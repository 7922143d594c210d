// Copyright 2026 Hypermesh Foundation. All rights reserved.
// Cyberwheel Simulation Core - Hosts

use std::collections::BTreeSet;
use std::net::IpAddr;

use rand::Rng;
use serde::{Deserialize, Serialize};

use super::firewall::FirewallRule;
use super::routing::RouteTable;
use super::service::{Service, ServiceConfig};
use super::NetworkError;
use crate::types::Privilege;

pub const MAC_PREFIX: &str = "46:6f:6f";
pub const DEFAULT_OS: &str = "windows";

// ---------------------------------------------------------------------------
// Process / Command
// ---------------------------------------------------------------------------

#[derive(Debug, Clone, PartialEq, Eq, Hash, Serialize, Deserialize)]
pub struct Process {
    pub name: String,
    pub privilege: Privilege,
    /// Planted by an attacker; cleared by a restore.
    #[serde(default)]
    pub malicious: bool,
}

impl Process {
    /// # Errors
    /// [`NetworkError::InvalidPrivilege`] unless `privilege` is user or root.
    pub fn new(name: &str, privilege: &str) -> Result<Self, NetworkError> {
        Ok(Self {
            name: name.to_string(),
            privilege: privilege.parse()?,
            malicious: false,
        })
    }

    pub fn malicious(name: &str, privilege: Privilege) -> Self {
        Self {
            name: name.to_string(),
            privilege,
            malicious: true,
        }
    }

    pub fn escalate_privilege(&mut self) {
        self.privilege = Privilege::Root;
    }
}

/// A command executed on a host, kept in its history.
#[derive(Debug, Clone, PartialEq, Eq, Serialize, Deserialize)]
pub struct Command {
    pub executor: String,
    pub content: String,
    pub privilege: Privilege,
}

impl Command {
    /// # Errors
    /// [`NetworkError::InvalidPrivilege`] unless `privilege` is user or root.
    pub fn new(executor: &str, content: &str, privilege: &str) -> Result<Self, NetworkError> {
        Ok(Self {
            executor: executor.to_string(),
            content: content.to_string(),
            privilege: privilege.parse()?,
        })
    }
}

// ---------------------------------------------------------------------------
// HostType
// ---------------------------------------------------------------------------

/// Template a host is stamped from.
#[derive(Debug, Clone, Default, Serialize, Deserialize)]
pub struct HostType {
    pub name: String,
    pub services: Vec<Service>,
    pub processes: Vec<Process>,
    pub cve_list: BTreeSet<String>,
    pub decoy: bool,
    pub os: String,
}

impl HostType {
    pub fn new(name: &str, os: &str) -> Self {
        Self {
            name: name.to_string(),
            os: os.to_string(),
            ..Self::default()
        }
    }

    /// Add a service; its vulnerabilities join the type's CVE set.
    pub fn with_service(mut self, service: Service) -> Self {
        self.cve_list.extend(service.vulns.iter().cloned());
        if !self.services.contains(&service) {
            self.services.push(service);
        }
        self
    }

    pub fn with_cves<I, S>(mut self, cves: I) -> Self
    where
        I: IntoIterator<Item = S>,
        S: Into<String>,
    {
        self.cve_list.extend(cves.into_iter().map(Into::into));
        self
    }

    pub fn as_decoy(mut self) -> Self {
        self.decoy = true;
        self
    }

    pub fn is_server(&self) -> bool {
        self.name.to_ascii_lowercase().contains("server")
    }

    pub fn is_workstation(&self) -> bool {
        self.name.to_ascii_lowercase().contains("workstation")
    }
}

fn default_os() -> String {
    DEFAULT_OS.to_string()
}

#[derive(Debug, Clone, Serialize, Deserialize)]
pub struct ProcessConfig {
    pub name: String,
    #[serde(default = "default_privilege")]
    pub privilege: String,
}

fn default_privilege() -> String {
    "user".to_string()
}

/// Declarative host type, keyed by name in the surrounding map.
#[derive(Debug, Clone, Default, Serialize, Deserialize)]
pub struct HostTypeConfig {
    #[serde(default)]
    pub services: Vec<ServiceConfig>,
    #[serde(default)]
    pub processes: Vec<ProcessConfig>,
    #[serde(default)]
    pub cve_list: Vec<String>,
    #[serde(default)]
    pub decoy: bool,
    #[serde(default = "default_os")]
    pub os: String,
}

impl HostTypeConfig {
    /// # Errors
    /// Service or process validation errors.
    pub fn build(&self, name: &str) -> Result<HostType, NetworkError> {
        let mut host_type = HostType::new(name, &self.os).with_cves(self.cve_list.iter().cloned());
        for svc in &self.services {
            host_type = host_type.with_service(svc.build()?);
        }
        for proc_cfg in &self.processes {
            host_type.processes.push(Process::new(&proc_cfg.name, &proc_cfg.privilege)?);
        }
        host_type.decoy = self.decoy;
        Ok(host_type)
    }
}

// ---------------------------------------------------------------------------
// Host
// ---------------------------------------------------------------------------

#[derive(Debug, Clone, Serialize, Deserialize)]
pub struct Host {
    pub name: String,
    /// Owning subnet.
    pub subnet: String,
    pub host_type: HostType,
    pub services: Vec<Service>,
    pub processes: Vec<Process>,
    pub command_history: Vec<Command>,
    pub firewall_rules: Option<Vec<FirewallRule>>,
    pub routes: RouteTable,
    pub ip_address: Option<IpAddr>,
    pub dns_server: Option<IpAddr>,
    pub mac_address: String,
    /// Other hosts this one has a direct interface to.
    pub interfaces: Vec<String>,
    pub os: String,
    pub decoy: bool,
    pub is_compromised: bool,
    pub isolated: bool,
    pub restored: bool,
}

impl Host {
    pub fn new(name: &str, subnet: &str, host_type: HostType, rng: &mut impl Rng) -> Self {
        let os = if host_type.os.is_empty() {
            DEFAULT_OS.to_string()
        } else {
            host_type.os.clone()
        };
        Self {
            name: name.to_string(),
            subnet: subnet.to_string(),
            services: host_type.services.clone(),
            processes: host_type.processes.clone(),
            decoy: host_type.decoy,
            os,
            host_type,
            command_history: Vec::new(),
            firewall_rules: None,
            routes: RouteTable::default(),
            ip_address: None,
            dns_server: None,
            mac_address: generate_mac(rng),
            interfaces: Vec::new(),
            is_compromised: false,
            isolated: false,
            restored: false,
        }
    }

    /// Add a service, replacing an equal one (same port, protocol, version).
    pub fn add_service(&mut self, service: Service) {
        match self.services.iter_mut().find(|s| **s == service) {
            Some(existing) => *existing = service,
            None => self.services.push(service),
        }
    }

    /// Remove services by name, case-insensitively.
    pub fn remove_service(&mut self, name: &str) {
        self.services.retain(|s| !s.name.eq_ignore_ascii_case(name));
    }

    pub fn add_process(&mut self, process: Process) {
        self.processes.push(process);
    }

    /// Remove processes by name, case-insensitively.
    pub fn remove_process(&mut self, name: &str) {
        self.processes.retain(|p| !p.name.eq_ignore_ascii_case(name));
    }

    /// Returns how many processes were killed.
    pub fn kill_malicious_processes(&mut self) -> usize {
        let before = self.processes.len();
        self.processes.retain(|p| !p.malicious);
        before - self.processes.len()
    }

    pub fn run_command(&mut self, command: Command) {
        self.command_history.push(command);
    }

    /// CVEs exposed by this host: its type's list plus those of any services
    /// added since.
    pub fn vulnerabilities(&self) -> BTreeSet<String> {
        let mut cves = self.host_type.cve_list.clone();
        for service in &self.services {
            cves.extend(service.vulns.iter().cloned());
        }
        cves
    }

    /// Put the host back to its freshly-built state, keeping addressing.
    pub(crate) fn reset_state(&mut self) {
        self.command_history.clear();
        self.processes = self.host_type.processes.clone();
        self.is_compromised = false;
        self.isolated = false;
        self.restored = false;
    }
}

fn generate_mac(rng: &mut impl Rng) -> String {
    let bytes: [u8; 3] = rng.gen();
    format!("{MAC_PREFIX}:{:02x}:{:02x}:{:02x}", bytes[0], bytes[1], bytes[2])
}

::::::

> _Activity_: Copy the lines above exactly, beginning at the line that has "before - self.processes.len()" and stopping after the line that has "self.processes = self.host_type.processes.clone();", and omit the rest.

> _Task solution_:
        before - self.processes.len()
    }

    pub fn run_command(&mut self, command: Command) {
        self.command_history.push(command);
    }

    /// CVEs exposed by this host: its type's list plus those of any services
    /// added since.
    pub fn vulnerabilities(&self) -> BTreeSet<String> {
        let mut cves = self.host_type.cve_list.clone();
        for service in &self.services {
            cves.extend(service.vulns.iter().cloned());
        }
        cves
    }

    /// Put the host back to its freshly-built state, keeping addressing.
    pub(crate) fn reset_state(&mut self) {
        self.command_history.clear();
        self.processes = self.host_type.processes.clone();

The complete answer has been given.